EXERCISE INSTRUCTIONS:
Among the entries, which lines carry the string "PostParser"? Copy every one.

SUPPLIED MATERIAL:
=== Begin Enclosure ===

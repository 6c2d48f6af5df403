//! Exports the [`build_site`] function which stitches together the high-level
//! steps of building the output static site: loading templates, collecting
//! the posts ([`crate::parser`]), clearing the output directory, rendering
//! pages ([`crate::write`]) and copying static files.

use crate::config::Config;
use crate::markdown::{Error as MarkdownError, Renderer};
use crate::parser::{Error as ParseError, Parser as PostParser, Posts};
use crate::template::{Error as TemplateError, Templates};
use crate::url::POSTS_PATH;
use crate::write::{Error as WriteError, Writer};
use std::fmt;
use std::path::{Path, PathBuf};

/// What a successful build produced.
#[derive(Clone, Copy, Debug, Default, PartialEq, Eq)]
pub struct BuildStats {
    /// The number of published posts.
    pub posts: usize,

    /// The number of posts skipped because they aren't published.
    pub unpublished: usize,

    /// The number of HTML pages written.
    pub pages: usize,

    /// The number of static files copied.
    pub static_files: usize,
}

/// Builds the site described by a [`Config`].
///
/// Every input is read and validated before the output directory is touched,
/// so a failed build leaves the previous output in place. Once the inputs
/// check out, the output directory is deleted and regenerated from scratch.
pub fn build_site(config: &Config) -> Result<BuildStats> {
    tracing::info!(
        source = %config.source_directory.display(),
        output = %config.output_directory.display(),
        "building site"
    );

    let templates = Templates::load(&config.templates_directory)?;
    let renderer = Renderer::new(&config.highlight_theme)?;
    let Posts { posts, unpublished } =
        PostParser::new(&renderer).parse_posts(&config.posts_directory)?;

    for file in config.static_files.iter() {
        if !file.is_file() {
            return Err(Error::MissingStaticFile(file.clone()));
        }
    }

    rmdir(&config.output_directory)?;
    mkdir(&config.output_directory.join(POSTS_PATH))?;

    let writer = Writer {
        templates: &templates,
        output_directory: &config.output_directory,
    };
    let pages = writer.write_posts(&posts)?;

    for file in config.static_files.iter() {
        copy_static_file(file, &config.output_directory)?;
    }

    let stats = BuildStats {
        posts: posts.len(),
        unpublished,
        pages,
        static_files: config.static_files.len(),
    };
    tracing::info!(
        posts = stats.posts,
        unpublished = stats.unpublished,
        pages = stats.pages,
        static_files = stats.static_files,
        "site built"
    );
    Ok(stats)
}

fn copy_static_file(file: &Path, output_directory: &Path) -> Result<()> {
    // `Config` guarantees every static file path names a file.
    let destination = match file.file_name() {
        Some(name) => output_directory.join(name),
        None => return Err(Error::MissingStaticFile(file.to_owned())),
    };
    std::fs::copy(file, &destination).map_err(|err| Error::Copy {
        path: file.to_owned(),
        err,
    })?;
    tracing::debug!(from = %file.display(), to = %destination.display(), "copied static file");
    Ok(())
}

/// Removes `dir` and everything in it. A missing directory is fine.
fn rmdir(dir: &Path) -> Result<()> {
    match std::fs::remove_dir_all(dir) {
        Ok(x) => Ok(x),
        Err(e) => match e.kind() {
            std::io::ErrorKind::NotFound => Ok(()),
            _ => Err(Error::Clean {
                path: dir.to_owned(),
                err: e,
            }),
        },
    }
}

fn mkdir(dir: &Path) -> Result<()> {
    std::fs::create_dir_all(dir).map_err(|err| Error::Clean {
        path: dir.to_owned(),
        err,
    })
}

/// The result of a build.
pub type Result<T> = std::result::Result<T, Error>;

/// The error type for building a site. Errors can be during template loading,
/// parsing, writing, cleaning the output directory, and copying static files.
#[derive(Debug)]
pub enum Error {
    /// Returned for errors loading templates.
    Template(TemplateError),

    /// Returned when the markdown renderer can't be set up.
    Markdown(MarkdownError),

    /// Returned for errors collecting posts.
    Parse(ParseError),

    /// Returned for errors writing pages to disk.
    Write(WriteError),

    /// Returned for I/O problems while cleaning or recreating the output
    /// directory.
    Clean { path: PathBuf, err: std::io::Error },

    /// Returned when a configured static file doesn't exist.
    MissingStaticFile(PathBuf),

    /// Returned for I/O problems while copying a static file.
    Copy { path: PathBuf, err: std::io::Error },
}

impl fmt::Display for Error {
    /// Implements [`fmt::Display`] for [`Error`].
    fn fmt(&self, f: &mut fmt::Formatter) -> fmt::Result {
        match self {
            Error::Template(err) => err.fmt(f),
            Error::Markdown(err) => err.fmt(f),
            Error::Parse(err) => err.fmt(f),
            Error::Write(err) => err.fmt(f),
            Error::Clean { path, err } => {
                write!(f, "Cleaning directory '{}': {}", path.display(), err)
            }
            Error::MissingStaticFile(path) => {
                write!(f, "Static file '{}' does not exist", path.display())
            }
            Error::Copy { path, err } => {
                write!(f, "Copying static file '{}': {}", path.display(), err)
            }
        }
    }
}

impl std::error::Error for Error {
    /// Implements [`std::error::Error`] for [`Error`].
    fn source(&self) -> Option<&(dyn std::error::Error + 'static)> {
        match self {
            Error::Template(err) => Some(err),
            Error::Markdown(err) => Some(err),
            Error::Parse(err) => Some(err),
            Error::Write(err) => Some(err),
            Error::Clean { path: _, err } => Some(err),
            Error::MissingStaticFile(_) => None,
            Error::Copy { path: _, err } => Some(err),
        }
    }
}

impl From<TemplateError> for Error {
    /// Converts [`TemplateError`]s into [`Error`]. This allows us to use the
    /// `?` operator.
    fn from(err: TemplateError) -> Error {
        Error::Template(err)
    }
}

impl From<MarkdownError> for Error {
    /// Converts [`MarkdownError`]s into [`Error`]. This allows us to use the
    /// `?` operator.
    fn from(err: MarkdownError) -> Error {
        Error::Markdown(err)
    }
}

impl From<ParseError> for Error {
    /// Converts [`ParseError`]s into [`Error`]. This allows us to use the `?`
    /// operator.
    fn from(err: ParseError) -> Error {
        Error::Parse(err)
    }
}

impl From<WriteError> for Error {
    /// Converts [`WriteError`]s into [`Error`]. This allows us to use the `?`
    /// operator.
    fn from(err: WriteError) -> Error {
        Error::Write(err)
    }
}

=== End Enclosure ===

RESULT FOR THIS TASK:
use crate::parser::{Error as ParseError, Parser as PostParser, Posts};
        PostParser::new(&renderer).parse_posts(&config.posts_directory)?;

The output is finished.